- **Data for review**:
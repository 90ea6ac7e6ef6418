//! CLI for the roam offline map cache.

mod commands;

use anyhow::Result;
use clap::{Parser, Subcommand};
use roam_core::config;
use roam_core::engine::MapEngine;
use roam_core::network::{FixedNetwork, NetworkMonitor};
use std::sync::Arc;

use commands::{
    parse_network, run_autoupdate, run_check, run_covered, run_fetch, run_list, run_remove,
    run_snapshot, run_usage, run_watch,
};

/// Top-level CLI for the roam offline map cache.
#[derive(Debug, Parser)]
#[command(name = "roam")]
#[command(about = "roam: offline map region cache and tile downloader", long_about = None)]
pub struct Cli {
    #[command(subcommand)]
    pub command: CliCommand,
}

#[derive(Debug, Subcommand)]
pub enum CliCommand {
    /// Download a map region for offline use.
    Fetch {
        /// Stable region identifier, e.g. "seoul".
        #[arg(long)]
        id: String,

        /// Human-readable region name.
        #[arg(long)]
        name: String,

        /// North-east corner as "lat,lon".
        #[arg(long)]
        ne: String,

        /// South-west corner as "lat,lon".
        #[arg(long)]
        sw: String,

        /// Estimated region size counted against the cache quota.
        #[arg(long, value_name = "MB")]
        size_mb: f64,
    },

    /// Show all cached regions.
    List,

    /// Remove a region (or every region) together with its tile files.
    Remove {
        /// Region identifier.
        #[arg(required_unless_present = "all", conflicts_with = "all")]
        id: Option<String>,

        /// Remove every region.
        #[arg(long)]
        all: bool,
    },

    /// Check whether a point is covered by an available region.
    Covered {
        /// Latitude in degrees.
        lat: f64,
        /// Longitude in degrees.
        lon: f64,
    },

    /// Show cache usage against the configured quota.
    Usage,

    /// Run one auto-update condition check and report the outcome.
    Check {
        /// Evaluate against this network class instead of wifi.
        #[arg(long, value_name = "CLASS")]
        network: Option<String>,

        /// Evaluate as if the scheduled check time were now.
        #[arg(long)]
        force_window: bool,
    },

    /// Run the hourly auto-update daemon until Ctrl-C.
    Watch {
        /// Evaluate against this network class instead of wifi.
        #[arg(long, value_name = "CLASS")]
        network: Option<String>,
    },

    /// Show or change the persisted auto-update settings.
    Autoupdate {
        #[command(subcommand)]
        action: AutoUpdateAction,
    },

    /// Inspect or clear the map snapshot cache.
    Snapshot {
        #[command(subcommand)]
        action: SnapshotAction,
    },
}

#[derive(Debug, Subcommand)]
pub enum AutoUpdateAction {
    /// Print the persisted settings.
    Show,

    /// Update one or more settings fields.
    Set {
        /// Turn scheduled updates on or off.
        #[arg(long)]
        enabled: Option<bool>,

        /// Restrict scheduled downloads to wifi.
        #[arg(long)]
        wifi_only: Option<bool>,

        /// daily, weekly, monthly or never.
        #[arg(long)]
        interval: Option<String>,

        /// Scheduled check time as "HH:MM" local time.
        #[arg(long)]
        time_of_day: Option<String>,
    },
}

#[derive(Debug, Subcommand)]
pub enum SnapshotAction {
    /// Show the active snapshot metadata.
    Info,

    /// List every snapshot catalog entry.
    List,

    /// Drop one named catalog entry, or the whole cache.
    Clear {
        /// Catalog entry name; clears everything when omitted.
        name: Option<String>,
    },
}

impl CliCommand {
    pub async fn run_from_args() -> Result<()> {
        let cli = Cli::parse();
        let cfg = config::load_or_init()?;
        tracing::debug!("loaded config: {:?}", cfg);

        let network: Arc<dyn NetworkMonitor> = match &cli.command {
            CliCommand::Check {
                network: Some(class),
                ..
            }
            | CliCommand::Watch {
                network: Some(class),
            } => Arc::new(FixedNetwork::new(parse_network(class)?)),
            _ => Arc::new(FixedNetwork::default()),
        };
        let engine = MapEngine::open_with(cfg, network).await?;

        match cli.command {
            CliCommand::Fetch {
                id,
                name,
                ne,
                sw,
                size_mb,
            } => run_fetch(&engine, &id, &name, &ne, &sw, size_mb).await?,
            CliCommand::List => run_list(&engine).await?,
            CliCommand::Remove { id, all } => run_remove(&engine, id.as_deref(), all).await?,
            CliCommand::Covered { lat, lon } => run_covered(&engine, lat, lon).await?,
            CliCommand::Usage => run_usage(&engine).await?,
            CliCommand::Check { force_window, .. } => run_check(&engine, force_window).await?,
            CliCommand::Watch { .. } => run_watch(&engine).await?,
            CliCommand::Autoupdate { action } => run_autoupdate(&engine, action).await?,
            CliCommand::Snapshot { action } => run_snapshot(&engine, action).await?,
        }

        Ok(())
    }
}

#[cfg(test)]
mod tests;
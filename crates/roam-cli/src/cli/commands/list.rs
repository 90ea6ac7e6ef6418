//! `roam list` – show all cached regions.

use anyhow::Result;
use chrono::{Local, TimeZone};
use roam_core::engine::MapEngine;

pub async fn run_list(engine: &MapEngine) -> Result<()> {
    let regions = engine.regions().await;
    if regions.is_empty() {
        println!("No regions cached.");
        return Ok(());
    }
    println!(
        "{:<14} {:<12} {:<6} {:<9} {:<17} {}",
        "ID", "STATUS", "PROG", "SIZE(MB)", "UPDATED", "NAME"
    );
    for r in regions {
        let prog = r
            .download_progress
            .map(|p| format!("{p}%"))
            .unwrap_or_else(|| "-".to_string());
        let updated = r
            .last_updated
            .and_then(|ms| Local.timestamp_millis_opt(ms).single())
            .map(|t| t.format("%Y-%m-%d %H:%M").to_string())
            .unwrap_or_else(|| "-".to_string());
        println!(
            "{:<14} {:<12} {:<6} {:<9.1} {:<17} {}",
            r.id,
            r.status.as_str(),
            prog,
            r.size_mb,
            updated,
            r.name
        );
    }
    Ok(())
}
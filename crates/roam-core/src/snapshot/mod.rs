//! Snapshot cache for the parsed map graph.
//!
//! Entirely separate from region downloads: this stores whatever graph the
//! host application last parsed, plus a named catalog of past snapshots, so
//! the app can restart without re-parsing. Storage failures are logged and
//! reads of missing or corrupt data come back as `None`.

pub mod types;

use crate::store::{now_ms, KvStore, MAP_CACHE_LIST_KEY, MAP_DATA_KEY, MAP_INFO_KEY};
use std::collections::BTreeMap;
use types::SnapshotBlob;

pub use types::{MapCacheInfo, MapNode, RoadSegment};

/// Facade over the three snapshot keys.
#[derive(Clone)]
pub struct SnapshotCache {
    kv: KvStore,
}

impl SnapshotCache {
    pub fn new(kv: KvStore) -> Self {
        SnapshotCache { kv }
    }

    /// Save the graph as the current snapshot and record it in the catalog
    /// under `name`. Returns the catalog record, or `None` when the blob
    /// never reached the store (already logged).
    pub async fn save(
        &self,
        nodes: Vec<MapNode>,
        road_segments: Vec<RoadSegment>,
        name: &str,
    ) -> Option<MapCacheInfo> {
        let blob = SnapshotBlob {
            nodes,
            road_segments,
        };
        let json = match serde_json::to_string(&blob) {
            Ok(json) => json,
            Err(e) => {
                tracing::warn!("snapshot serialize failed: {e}");
                return None;
            }
        };
        let info = MapCacheInfo {
            timestamp: now_ms(),
            size: json.len() as u64,
            name: name.to_string(),
            node_count: blob.nodes.len(),
            road_segment_count: blob.road_segments.len(),
        };

        if let Err(e) = self.kv.put_raw(MAP_DATA_KEY, &json).await {
            tracing::warn!("snapshot blob write failed: {e:#}");
            return None;
        }
        self.kv.put(MAP_INFO_KEY, &info).await;

        let mut catalog = self.cache_list().await;
        catalog.insert(name.to_string(), info.clone());
        self.kv.put(MAP_CACHE_LIST_KEY, &catalog).await;

        tracing::info!(
            name,
            nodes = info.node_count,
            segments = info.road_segment_count,
            bytes = info.size,
            "saved map snapshot"
        );
        Some(info)
    }

    /// Load the current snapshot. Absent or corrupt data is `None`.
    pub async fn load(&self) -> Option<(Vec<MapNode>, Vec<RoadSegment>)> {
        let blob: SnapshotBlob = self.kv.get(MAP_DATA_KEY).await?;
        Some((blob.nodes, blob.road_segments))
    }

    /// Catalog record of the current snapshot, if any.
    pub async fn cache_info(&self) -> Option<MapCacheInfo> {
        self.kv.get(MAP_INFO_KEY).await
    }

    /// Full catalog of named snapshots. Absent or corrupt comes back empty.
    pub async fn cache_list(&self) -> BTreeMap<String, MapCacheInfo> {
        self.kv.get(MAP_CACHE_LIST_KEY).await.unwrap_or_default()
    }

    /// Drop one named snapshot from the catalog, or everything when `name`
    /// is `None`. Removing the name of the current snapshot also drops the
    /// blob and its info record.
    pub async fn clear(&self, name: Option<&str>) {
        match name {
            None => {
                for key in [MAP_DATA_KEY, MAP_INFO_KEY, MAP_CACHE_LIST_KEY] {
                    if let Err(e) = self.kv.remove(key).await {
                        tracing::warn!(key, "snapshot clear failed: {e:#}");
                    }
                }
            }
            Some(name) => {
                let mut catalog = self.cache_list().await;
                if catalog.remove(name).is_some() {
                    self.kv.put(MAP_CACHE_LIST_KEY, &catalog).await;
                }
                let current = self.cache_info().await;
                if current.map_or(false, |info| info.name == name) {
                    for key in [MAP_DATA_KEY, MAP_INFO_KEY] {
                        if let Err(e) = self.kv.remove(key).await {
                            tracing::warn!(key, "snapshot clear failed: {e:#}");
                        }
                    }
                }
            }
        }
    }
}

- **Directions**: Take exactly the lines from the one containing "pub async fn cache_list(&self)" through the one containing "pub async fn clear(&self, name: Option<&str>)" in the data above, and output them with nothing added.

- **Output for this exercise**:
    pub async fn cache_list(&self) -> BTreeMap<String, MapCacheInfo> {
        self.kv.get(MAP_CACHE_LIST_KEY).await.unwrap_or_default()
    }

    /// Drop one named snapshot from the catalog, or everything when `name`
    /// is `None`. Removing the name of the current snapshot also drops the
    /// blob and its info record.
    pub async fn clear(&self, name: Option<&str>) {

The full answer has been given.